Was ist eigentlich Migrationsliteratur? Genau das versucht Stéphane Maffli im ersten Kapitel seiner jüngst in Buchform erschienenen Dissertation zu klären, und das ist angesichts einer gewissen Begriffsverwirrung rund um dieses Phänomen auch dringend geboten. Der Verfasser setzt sich zum Ziel, am Leitfaden der Geschichte der Einwanderung in die deutschsprachige Schweiz ab 1950 zu untersuchen, wie in fünf recht unterschiedlichen literarischen Texten das Phänomen der Migration dargestellt wird und wie deren Hauptthemen – „Fremdheit, Familie, Sozialisierung, Traditionen und Fremdenfeindlichkeit“ – sprachlich modelliert werden. (S. 11) Wobei Maffli davon ausgeht, dass jegliche Literatur, die Aspekte der Migration zur Sprache bringt und gestaltet, immer auch Fragen der Mehrsprachigkeit verhandelt und von daher „eine besondere Aufmerksamkeit für Sprachproblematiken“ (S. 15) aufweist. Zentral für seinen Analyseansatz ist, dass literarische Texte grundsätzlich als fiktionale Darstellungen betrachtet werden – und nicht als Lebenszeugnisse ihrer Autorinnen und Autoren. Das ermöglicht ihm, die immer schon problematische Trennung zwischen Schriftstellerinnen und Schriftstellern mit oder ohne Migrationshintergrund aufzuheben. Somit kann er den Roman Blösch (1983) des 1949 in Bern geborenen Beat Sterchi, dessen Hauptfigur Ambrosio den klassischen „Gastarbeitern“ der 1960er-Jahre zugeordnet werden kann, als Migrationsliteratur lesen, und er kann die von vielen Leserinnen und Lesern als selbstverständlich betrachtete Relevanz der Herkunftsländer von Franco Supino (Italien), Aglaja Veteranyi (Rumänien), Melinda Nadj Abonji (Serbien) und Ilma Rakusa (Slowakei/Slowenien/Italien) souverän ignorieren. Das Herkommen der Autorinnen und Autoren ist für Maffli irrelevant – Migrationsliteratur heißt hier „erzählende Literatur über Migration“ und nicht „literarische Texte von Migrierenden“. (S. 43)

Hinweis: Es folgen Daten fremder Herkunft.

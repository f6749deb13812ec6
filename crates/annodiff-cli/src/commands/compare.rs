//! Compare command
//!
//! Usage: annodiff compare <ORIGINAL> <EXPORTED> [--output <FILE>] [--ignore <FIELD>]...
//!        [--coverage original-only|union] [--store <DIR>]

use annodiff_core::config::{AnnodiffConfig, CompareOptions, RecordCoverage};
use annodiff_core::errors::{io_error, AnnodiffError};
use annodiff_core::{serialize, Comparator, Report};
use annodiff_core_types::SessionId;
use annodiff_store::{allowed_input_file, FsReportStore, ReportStore};
use clap::Args;
use std::fs::File;
use std::io::{self, BufWriter};
use std::path::{Path, PathBuf};

#[derive(Debug, Args)]
pub struct CompareArgs {
    /// Original dataset (JSONL)
    pub original: PathBuf,

    /// Exported dataset (JSONL)
    pub exported: PathBuf,

    /// Write the report to this file
    #[arg(short, long)]
    pub output: Option<PathBuf>,

    /// Metadata field to ignore (repeatable; replaces the configured list)
    #[arg(long = "ignore", value_name = "FIELD")]
    pub ignore: Vec<String>,

    /// Which record ids to walk
    #[arg(long, value_name = "original-only|union")]
    pub coverage: Option<RecordCoverage>,

    /// Also save the report in the store under this directory
    #[arg(long, value_name = "DIR")]
    pub store: Option<PathBuf>,
}

/// Execute compare command
pub fn execute(
    args: CompareArgs,
    config: &AnnodiffConfig,
) -> Result<(), Box<dyn std::error::Error>> {
    check_input_name(&args.original)?;
    check_input_name(&args.exported)?;

    let options = merge_options(&args, &config.compare);
    let report = Comparator::new(options).compare_files(&args.original, &args.exported)?;

    let mut to_stdout = true;

    if let Some(output_path) = &args.output {
        let file = File::create(output_path).map_err(|e| io_error("create_output", e))?;
        serialize(&report, BufWriter::new(file))?;
        println!("✓ Report written to {}", output_path.display());
        to_stdout = false;
    }

    if let Some(root) = &args.store {
        let store = FsReportStore::new(root);
        let session = SessionId::new();
        let path = store.save(&session, &report)?;
        tracing::info!(session_id = session.as_str(), "report stored");
        println!(
            "✓ Report stored as session {} ({})",
            session,
            path.display()
        );
        to_stdout = false;
    }

    if to_stdout {
        serialize(&report, io::stdout().lock())?;
        eprintln!("{}", counts_line(&report));
    } else {
        println!("{}", counts_line(&report));
    }

    Ok(())
}

fn check_input_name(path: &Path) -> Result<(), AnnodiffError> {
    let name = path.to_string_lossy();
    if allowed_input_file(&name) {
        Ok(())
    } else {
        Err(AnnodiffError::InvalidInput {
            reason: format!("{} is not a .json or .jsonl file", path.display()),
        })
    }
}

/// Command-line flags win over the configuration file
fn merge_options(args: &CompareArgs, configured: &CompareOptions) -> CompareOptions {
    CompareOptions {
        ignored_fields: if args.ignore.is_empty() {
            configured.ignored_fields.clone()
        } else {
            args.ignore.clone()
        },
        record_coverage: args.coverage.unwrap_or(configured.record_coverage),
    }
}

fn counts_line(report: &Report) -> String {
    format!(
        "Records with changes: {}/{} (identical text: {})",
        report.metadata.records_with_changes,
        report.metadata.total_records,
        report.summary.identical_text_content
    )
}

Den Verfasser interessiert vor allem, welche Informationen zur Schweiz als Gesellschaft die fünf ausgewählten Werke vermitteln und auf welche Weise sie ihre eingewanderten Protagonisten als Subjekte wie als Modellfiguren sprachlich inszenieren. Es geht ihm aber nicht bloß darum zu erklären, „wie die Texte als historische und subjektive Dokumente zu lesen sind und welche Daten man daraus in Bezug auf Migration ziehen kann“, sondern auch um die jeweilige literarische Form – die Analyse soll auch zeigen, „mit welchen Erzählstrategien und mit welcher Literatursprache die Inhalte dargestellt werden“. (S. 27) Von daher hat die Studie sowohl eine hermeneutisch-strukturalistische als auch eine literatursoziologische Dimension, und beide werden, wie es sich für eine akademische Qualifizierungsarbeit gehört, literaturtheoretisch gründlich erörtert. Nicht nur für Fachleute aufschlussreich ist der das Einleitungskapitel abschließende Forschungsbericht, in dem das hier entwickelte Verständnis von „Migrationsliteratur“ gegenüber anderen Konzepten wie „Literatur der Migration“, „interkulturelle Literatur“ oder „transkulturelle Literatur“ gedankenscharf perspektiviert und plausibel profiliert wird. Wie weit aber trägt diese Präzisierung des Begriffs „Migrationsliteratur“? Welche neuen Erkenntnisse ergeben sich aus Stéphane Mafflis Analysen, von denen hier diejenigen genauer betrachtet werden sollen, die sich auf Texte von Autorinnen mit südosteuropäischem Hintergrund beziehen?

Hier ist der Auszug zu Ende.